Case history
Case history #1
A 62-year-old man presents with a 6-month history of generalized fatigue and weakness. He initially noted difficulty ascending stairs and a "metallic" taste in his mouth. Over the past several months, he has also had an unintentional 40 kg weight loss and developed intermittent dysarthria, difficulty raising his arms above his head, and impotence. He is a cigarette smoker with a 60-pack/year history. Exam reveals a cachectic man with poorly reactive, dilated pupils and mild bifacial weakness. Prominent weakness in the pelvic and shoulder girdles with mild distal leg weakness is noted. Reflexes are initially absent, although these are obtainable after a brief period of exercise.
Case history #2
A 38-year-old woman with a history of Hashimoto thyroiditis presents with a 2-year history of generalized fatigue and weakness. She initially had mild difficulty walking prolonged distances that she attributed to deconditioning. She has noted that she seems to "waddle" when she walks. She has developed constipation over the same period. Her eyes are dry, and she also complains of a "dry mouth." She is being treated for hypothyroidism, and her mother has rheumatoid arthritis. Exam reveals minimally greater pelvic than shoulder girdle weakness. Tendon reflexes are difficult to elicit, but improve after a brief period of exercise. She was initially suspected to have myasthenia gravis, and she was treated with oral pyridostigmine bromide.

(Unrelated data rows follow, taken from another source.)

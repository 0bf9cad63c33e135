//! Network access to the Digital Nexus API.
//!
//! This module provides the reqwest-backed fetchers used by the pollers and
//! the chat transport used by chat sessions.

pub mod http_client;

pub use http_client::ApiClient;
// Copyright 2025 Chris Custine
//
// Licensed under the Apache License, Version 2.0 (the "License");
// you may not use this file except in compliance with the License.
// You may obtain a copy of the License at
//
//     http://www.apache.org/licenses/LICENSE-2.0
//
// Unless required by applicable law or agreed to in writing, software
// distributed under the License is distributed on an "AS IS" BASIS,
// WITHOUT WARRANTIES OR CONDITIONS OF ANY KIND, either express or implied.
// See the License for the specific language governing permissions and
// limitations under the License.

//! System status snapshot generator.

use std::ops::Range;

use chrono::{DateTime, Duration, Local, Utc};
use rand::Rng;

use super::Generator;
use crate::model::{
    LogEntry, LogKind, StatusSnapshot, SystemRecord, SystemStatus, LATENCY_PLACEHOLDER,
};

/// Probability that the sales portal reports maintenance on a given draw.
const MAINTENANCE_PROBABILITY: f64 = 0.2;

/// Fixed subsystem ids, in snapshot order.
pub const SYSTEM_IDS: [&str; 4] = ["isdn-core", "rdc-nexus", "sales-portal", "auth-sso"];

/// Static description of one simulated subsystem.
struct SystemTemplate {
    id: &'static str,
    name: &'static str,
    uptime: &'static str,
    description: &'static str,
    /// Latency range in milliseconds (half-open).
    latency: Range<u32>,
    /// Chance of reporting maintenance instead of online.
    maintenance_chance: Option<f64>,
}

const SYSTEMS: [SystemTemplate; 4] = [
    SystemTemplate {
        id: "isdn-core",
        name: "ISDN Logistics Core",
        uptime: "99.98%",
        description: "Supply chain management & tracking system.",
        latency: 15..30,
        maintenance_chance: None,
    },
    SystemTemplate {
        id: "rdc-nexus",
        name: "RDC Inventory Nexus",
        uptime: "100%",
        description: "Real-time stock synchronization across regions.",
        latency: 8..18,
        maintenance_chance: None,
    },
    SystemTemplate {
        id: "sales-portal",
        name: "Sales Representative Portal",
        uptime: "98.5%",
        description: "Order entry and customer relationship management.",
        latency: 30..50,
        maintenance_chance: Some(MAINTENANCE_PROBABILITY),
    },
    SystemTemplate {
        id: "auth-sso",
        name: "Auth Layer (SSO)",
        uptime: "99.99%",
        description: "Unified identity provider for the ecosystem.",
        latency: 40..50,
        maintenance_chance: None,
    },
];

/// Rolling log templates: (seconds before now, message, kind).
const LOG_TEMPLATES: [(i64, &str, LogKind); 4] = [
    (0, "ISDN Core: Syncing 142 localized ledger entries...", LogKind::Info),
    (60, "RDC Nexus: Region 'West-1' integrity check PASSED.", LogKind::Success),
    (120, "SSO Provider: New identity token issued for user ID [vnt_094].", LogKind::Info),
    (300, "WARNING: Latency spike detected in 'Creative' asset delivery network.", LogKind::Warning),
];

/// Format an instant as a local 12-hour clock time, e.g. "3:04:05 PM".
pub(crate) fn format_clock_time(instant: DateTime<Utc>) -> String {
    instant.with_timezone(&Local).format("%-I:%M:%S %p").to_string()
}

/// Generator for the system status feed.
#[derive(Debug, Clone, Copy, Default)]
pub struct StatusGenerator;

impl StatusGenerator {
    #[must_use]
    pub fn new() -> Self {
        Self
    }

    fn generate_record<R: Rng + ?Sized>(template: &SystemTemplate, rng: &mut R) -> SystemRecord {
        // One draw decides both fields so a maintenance record never shows a latency
        let in_maintenance = template
            .maintenance_chance
            .is_some_and(|p| rng.gen_bool(p));

        let (status, latency) = if in_maintenance {
            (SystemStatus::Maintenance, LATENCY_PLACEHOLDER.to_string())
        } else {
            let ms = rng.gen_range(template.latency.clone());
            (SystemStatus::Online, format!("{ms}ms"))
        };

        SystemRecord {
            id: template.id.to_string(),
            name: template.name.to_string(),
            status,
            uptime: template.uptime.to_string(),
            latency,
            description: template.description.to_string(),
        }
    }
}

impl Generator for StatusGenerator {
    type Snapshot = StatusSnapshot;

    fn generate<R: Rng + ?Sized>(&self, rng: &mut R, now: DateTime<Utc>) -> StatusSnapshot {
        let systems = SYSTEMS
            .iter()
            .map(|template| Self::generate_record(template, rng))
            .collect();

        let logs = LOG_TEMPLATES
            .iter()
            .map(|&(offset, msg, kind)| LogEntry {
                time: format_clock_time(now - Duration::seconds(offset)),
                msg: msg.to_string(),
                kind,
            })
            .collect();

        StatusSnapshot { systems, logs }
    }
}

This did not produce significant improvement in the weakness, although her sensation of dry eyes improved.
Other presentations
The clinical features of Lambert-Eaton myasthenic syndrome (LEMS) can include the triad of proximal muscle weakness, areflexia, and autonomic dysfunction.[2] Although the time course to develop these features is variable, proximal lower extremity weakness is almost always the initial symptom. Rapid development of additional symptoms of weakness and autonomic dysfunction within 6 months is highly suggestive of LEMS in association with an underlying cancer (CA-LEMS).[1] Ocular symptoms are rare, and may be a late manifestation. Myasthenia gravis/LEMS overlap syndromes with clinical, electrophysiologic, and serologic features of both disorders have been described, although they are rare.[3] In rare circumstances of severe disease, patients may present with neuromuscular respiratory failure, which may require mechanical ventilation.